▸ Assignment
Repeat precisely the span of lines below that opens with the line containing "pub fn read_bit(&mut" and closes with the line containing "let raw = self.read_bits(bits)?;", both included.
##### Material for this task
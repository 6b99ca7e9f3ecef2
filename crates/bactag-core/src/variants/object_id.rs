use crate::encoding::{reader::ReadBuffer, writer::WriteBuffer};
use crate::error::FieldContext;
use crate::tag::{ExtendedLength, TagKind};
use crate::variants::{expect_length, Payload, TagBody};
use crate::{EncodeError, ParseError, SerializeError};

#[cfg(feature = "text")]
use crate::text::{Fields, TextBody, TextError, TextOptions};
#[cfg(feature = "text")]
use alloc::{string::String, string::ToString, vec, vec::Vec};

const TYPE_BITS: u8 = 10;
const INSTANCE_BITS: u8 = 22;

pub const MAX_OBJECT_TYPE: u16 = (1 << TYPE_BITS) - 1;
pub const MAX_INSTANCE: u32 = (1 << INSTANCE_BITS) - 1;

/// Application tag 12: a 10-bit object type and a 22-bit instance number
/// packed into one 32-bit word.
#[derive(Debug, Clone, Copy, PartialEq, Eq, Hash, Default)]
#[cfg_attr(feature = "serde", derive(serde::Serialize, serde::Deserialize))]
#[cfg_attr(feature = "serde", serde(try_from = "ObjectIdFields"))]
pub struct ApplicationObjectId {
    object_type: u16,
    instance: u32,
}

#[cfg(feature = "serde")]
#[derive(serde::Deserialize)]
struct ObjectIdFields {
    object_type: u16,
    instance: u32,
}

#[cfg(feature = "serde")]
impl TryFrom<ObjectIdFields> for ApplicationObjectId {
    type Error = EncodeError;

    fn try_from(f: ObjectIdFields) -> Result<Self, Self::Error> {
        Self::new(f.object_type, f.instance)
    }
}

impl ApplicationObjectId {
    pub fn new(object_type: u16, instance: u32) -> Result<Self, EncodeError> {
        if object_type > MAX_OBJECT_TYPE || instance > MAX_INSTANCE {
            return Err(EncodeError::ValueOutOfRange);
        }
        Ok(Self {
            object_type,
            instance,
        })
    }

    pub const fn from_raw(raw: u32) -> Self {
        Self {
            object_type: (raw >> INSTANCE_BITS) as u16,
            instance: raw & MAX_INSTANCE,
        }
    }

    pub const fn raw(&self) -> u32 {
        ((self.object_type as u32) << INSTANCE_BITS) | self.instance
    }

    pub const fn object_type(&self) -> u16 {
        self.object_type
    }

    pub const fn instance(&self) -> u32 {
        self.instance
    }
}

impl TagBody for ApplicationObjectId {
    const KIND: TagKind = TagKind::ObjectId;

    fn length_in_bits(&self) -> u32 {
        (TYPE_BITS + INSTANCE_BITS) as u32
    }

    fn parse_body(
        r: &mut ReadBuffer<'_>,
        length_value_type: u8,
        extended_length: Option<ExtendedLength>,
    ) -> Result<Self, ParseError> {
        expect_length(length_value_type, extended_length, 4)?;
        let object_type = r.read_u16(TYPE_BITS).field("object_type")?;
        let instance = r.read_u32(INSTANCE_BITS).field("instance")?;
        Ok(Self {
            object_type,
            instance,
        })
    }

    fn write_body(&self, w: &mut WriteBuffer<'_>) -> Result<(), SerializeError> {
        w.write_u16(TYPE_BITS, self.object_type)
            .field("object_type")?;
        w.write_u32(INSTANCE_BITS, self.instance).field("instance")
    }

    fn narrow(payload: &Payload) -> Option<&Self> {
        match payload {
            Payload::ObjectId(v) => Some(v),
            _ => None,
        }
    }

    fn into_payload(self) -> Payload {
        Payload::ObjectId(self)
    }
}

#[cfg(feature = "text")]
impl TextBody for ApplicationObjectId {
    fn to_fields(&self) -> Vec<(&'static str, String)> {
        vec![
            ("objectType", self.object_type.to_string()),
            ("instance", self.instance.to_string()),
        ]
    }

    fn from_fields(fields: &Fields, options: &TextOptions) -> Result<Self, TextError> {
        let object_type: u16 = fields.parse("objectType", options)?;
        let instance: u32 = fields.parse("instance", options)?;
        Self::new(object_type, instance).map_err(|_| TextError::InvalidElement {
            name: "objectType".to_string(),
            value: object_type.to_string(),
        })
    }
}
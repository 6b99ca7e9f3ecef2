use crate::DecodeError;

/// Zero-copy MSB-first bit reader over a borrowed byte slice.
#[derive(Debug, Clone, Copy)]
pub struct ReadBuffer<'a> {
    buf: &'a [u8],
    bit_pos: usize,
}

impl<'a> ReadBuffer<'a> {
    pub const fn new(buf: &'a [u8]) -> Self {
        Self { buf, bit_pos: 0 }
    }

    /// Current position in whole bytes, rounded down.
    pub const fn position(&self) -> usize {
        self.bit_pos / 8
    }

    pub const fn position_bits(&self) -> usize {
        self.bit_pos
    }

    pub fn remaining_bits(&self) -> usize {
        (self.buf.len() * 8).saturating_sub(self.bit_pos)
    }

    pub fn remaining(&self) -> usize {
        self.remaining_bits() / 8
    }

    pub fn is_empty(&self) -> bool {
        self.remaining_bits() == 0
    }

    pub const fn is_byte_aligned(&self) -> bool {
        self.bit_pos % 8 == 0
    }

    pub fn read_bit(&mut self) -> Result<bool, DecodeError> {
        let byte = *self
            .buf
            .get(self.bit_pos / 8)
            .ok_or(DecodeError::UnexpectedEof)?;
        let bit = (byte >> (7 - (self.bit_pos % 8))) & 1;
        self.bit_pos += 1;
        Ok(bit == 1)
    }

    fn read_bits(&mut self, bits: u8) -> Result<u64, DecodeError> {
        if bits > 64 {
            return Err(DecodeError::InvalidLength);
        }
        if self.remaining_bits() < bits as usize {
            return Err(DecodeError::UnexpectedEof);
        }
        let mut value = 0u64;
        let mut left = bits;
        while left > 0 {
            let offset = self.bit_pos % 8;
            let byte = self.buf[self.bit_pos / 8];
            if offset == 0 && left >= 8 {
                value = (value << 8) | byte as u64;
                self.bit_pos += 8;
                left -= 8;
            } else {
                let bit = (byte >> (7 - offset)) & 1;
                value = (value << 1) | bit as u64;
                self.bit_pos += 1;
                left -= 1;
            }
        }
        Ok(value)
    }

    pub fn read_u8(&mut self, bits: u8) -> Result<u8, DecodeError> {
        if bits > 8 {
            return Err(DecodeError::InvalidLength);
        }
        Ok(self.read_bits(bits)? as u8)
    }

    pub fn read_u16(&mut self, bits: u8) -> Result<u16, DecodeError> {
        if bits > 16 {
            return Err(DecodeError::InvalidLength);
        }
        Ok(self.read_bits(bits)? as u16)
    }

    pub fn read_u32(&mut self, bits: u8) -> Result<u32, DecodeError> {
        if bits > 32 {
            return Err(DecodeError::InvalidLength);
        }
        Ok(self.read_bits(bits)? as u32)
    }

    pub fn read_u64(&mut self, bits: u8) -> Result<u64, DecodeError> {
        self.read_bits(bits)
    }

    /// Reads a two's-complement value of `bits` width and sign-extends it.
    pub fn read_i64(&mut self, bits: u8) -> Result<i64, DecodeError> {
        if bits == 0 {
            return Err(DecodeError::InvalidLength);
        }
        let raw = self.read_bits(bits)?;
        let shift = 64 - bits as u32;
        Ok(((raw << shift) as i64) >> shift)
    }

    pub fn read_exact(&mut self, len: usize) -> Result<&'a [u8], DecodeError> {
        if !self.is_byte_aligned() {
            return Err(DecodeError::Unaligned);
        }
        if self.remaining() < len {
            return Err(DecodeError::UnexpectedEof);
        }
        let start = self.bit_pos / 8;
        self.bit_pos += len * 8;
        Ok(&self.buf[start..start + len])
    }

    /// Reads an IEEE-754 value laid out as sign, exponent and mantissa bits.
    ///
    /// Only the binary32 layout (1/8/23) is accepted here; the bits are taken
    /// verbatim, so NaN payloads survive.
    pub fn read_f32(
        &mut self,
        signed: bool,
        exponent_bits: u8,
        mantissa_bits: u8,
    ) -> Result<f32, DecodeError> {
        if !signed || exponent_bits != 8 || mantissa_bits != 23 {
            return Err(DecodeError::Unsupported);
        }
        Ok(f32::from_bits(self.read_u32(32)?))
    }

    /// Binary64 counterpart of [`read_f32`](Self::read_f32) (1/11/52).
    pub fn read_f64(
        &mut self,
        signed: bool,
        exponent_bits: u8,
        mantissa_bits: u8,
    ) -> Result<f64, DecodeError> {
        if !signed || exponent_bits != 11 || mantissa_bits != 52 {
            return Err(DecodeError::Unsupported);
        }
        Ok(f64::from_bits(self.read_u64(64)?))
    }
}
##########
▸ Exercise solution
    pub fn read_bit(&mut self) -> Result<bool, DecodeError> {
        let byte = *self
            .buf
            .get(self.bit_pos / 8)
            .ok_or(DecodeError::UnexpectedEof)?;
        let bit = (byte >> (7 - (self.bit_pos % 8))) & 1;
        self.bit_pos += 1;
        Ok(bit == 1)
    }

    fn read_bits(&mut self, bits: u8) -> Result<u64, DecodeError> {
        if bits > 64 {
            return Err(DecodeError::InvalidLength);
        }
        if self.remaining_bits() < bits as usize {
            return Err(DecodeError::UnexpectedEof);
        }
        let mut value = 0u64;
        let mut left = bits;
        while left > 0 {
            let offset = self.bit_pos % 8;
            let byte = self.buf[self.bit_pos / 8];
            if offset == 0 && left >= 8 {
                value = (value << 8) | byte as u64;
                self.bit_pos += 8;
                left -= 8;
            } else {
                let bit = (byte >> (7 - offset)) & 1;
                value = (value << 1) | bit as u64;
                self.bit_pos += 1;
                left -= 1;
            }
        }
        Ok(value)
    }

    pub fn read_u8(&mut self, bits: u8) -> Result<u8, DecodeError> {
        if bits > 8 {
            return Err(DecodeError::InvalidLength);
        }
        Ok(self.read_bits(bits)? as u8)
    }

    pub fn read_u16(&mut self, bits: u8) -> Result<u16, DecodeError> {
        if bits > 16 {
            return Err(DecodeError::InvalidLength);
        }
        Ok(self.read_bits(bits)? as u16)
    }

    pub fn read_u32(&mut self, bits: u8) -> Result<u32, DecodeError> {
        if bits > 32 {
            return Err(DecodeError::InvalidLength);
        }
        Ok(self.read_bits(bits)? as u32)
    }

    pub fn read_u64(&mut self, bits: u8) -> Result<u64, DecodeError> {
        self.read_bits(bits)
    }

    /// Reads a two's-complement value of `bits` width and sign-extends it.
    pub fn read_i64(&mut self, bits: u8) -> Result<i64, DecodeError> {
        if bits == 0 {
            return Err(DecodeError::InvalidLength);
        }
        let raw = self.read_bits(bits)?;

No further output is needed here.